Stored data entries
____

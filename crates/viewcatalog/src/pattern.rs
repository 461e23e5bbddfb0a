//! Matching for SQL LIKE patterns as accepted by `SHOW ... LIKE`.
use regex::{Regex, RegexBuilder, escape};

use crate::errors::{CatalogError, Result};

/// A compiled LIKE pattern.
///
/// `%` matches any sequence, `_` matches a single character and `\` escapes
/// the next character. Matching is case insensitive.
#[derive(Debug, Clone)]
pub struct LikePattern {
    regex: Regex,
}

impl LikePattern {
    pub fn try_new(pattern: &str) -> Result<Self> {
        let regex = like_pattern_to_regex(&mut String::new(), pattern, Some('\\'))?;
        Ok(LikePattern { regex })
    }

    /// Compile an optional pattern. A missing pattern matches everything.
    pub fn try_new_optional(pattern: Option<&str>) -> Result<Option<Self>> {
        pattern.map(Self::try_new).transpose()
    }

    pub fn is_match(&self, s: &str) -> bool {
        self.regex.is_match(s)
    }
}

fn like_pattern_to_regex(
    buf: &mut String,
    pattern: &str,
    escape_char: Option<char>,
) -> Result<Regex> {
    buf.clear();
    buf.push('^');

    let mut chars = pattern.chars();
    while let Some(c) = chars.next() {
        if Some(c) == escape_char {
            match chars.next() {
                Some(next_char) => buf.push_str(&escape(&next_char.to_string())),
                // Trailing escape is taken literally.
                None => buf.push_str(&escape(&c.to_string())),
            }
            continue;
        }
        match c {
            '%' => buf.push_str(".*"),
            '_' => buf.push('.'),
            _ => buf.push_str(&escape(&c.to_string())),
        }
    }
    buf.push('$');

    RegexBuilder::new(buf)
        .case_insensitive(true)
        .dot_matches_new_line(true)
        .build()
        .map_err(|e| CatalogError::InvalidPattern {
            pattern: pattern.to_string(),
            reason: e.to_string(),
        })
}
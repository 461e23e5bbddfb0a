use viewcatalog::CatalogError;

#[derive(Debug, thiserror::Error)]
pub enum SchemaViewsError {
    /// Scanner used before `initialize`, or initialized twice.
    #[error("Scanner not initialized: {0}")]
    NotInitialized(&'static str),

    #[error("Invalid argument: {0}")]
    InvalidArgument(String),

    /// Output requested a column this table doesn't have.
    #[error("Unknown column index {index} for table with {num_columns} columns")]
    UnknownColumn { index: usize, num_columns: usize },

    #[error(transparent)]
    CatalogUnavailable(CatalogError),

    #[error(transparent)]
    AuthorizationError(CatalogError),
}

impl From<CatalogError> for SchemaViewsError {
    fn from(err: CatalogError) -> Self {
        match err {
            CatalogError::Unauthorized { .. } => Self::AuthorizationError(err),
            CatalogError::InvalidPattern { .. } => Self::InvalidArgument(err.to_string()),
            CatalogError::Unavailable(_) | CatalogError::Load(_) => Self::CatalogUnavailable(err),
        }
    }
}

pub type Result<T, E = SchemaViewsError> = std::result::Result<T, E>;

____

Write out exactly those lines of the records above that lie from the one with "CatalogError::Unavailable(_) | CatalogError::Load(_)" through the last line, including both.

            CatalogError::Unavailable(_) | CatalogError::Load(_) => Self::CatalogUnavailable(err),
        }
    }
}

pub type Result<T, E = SchemaViewsError> = std::result::Result<T, E>;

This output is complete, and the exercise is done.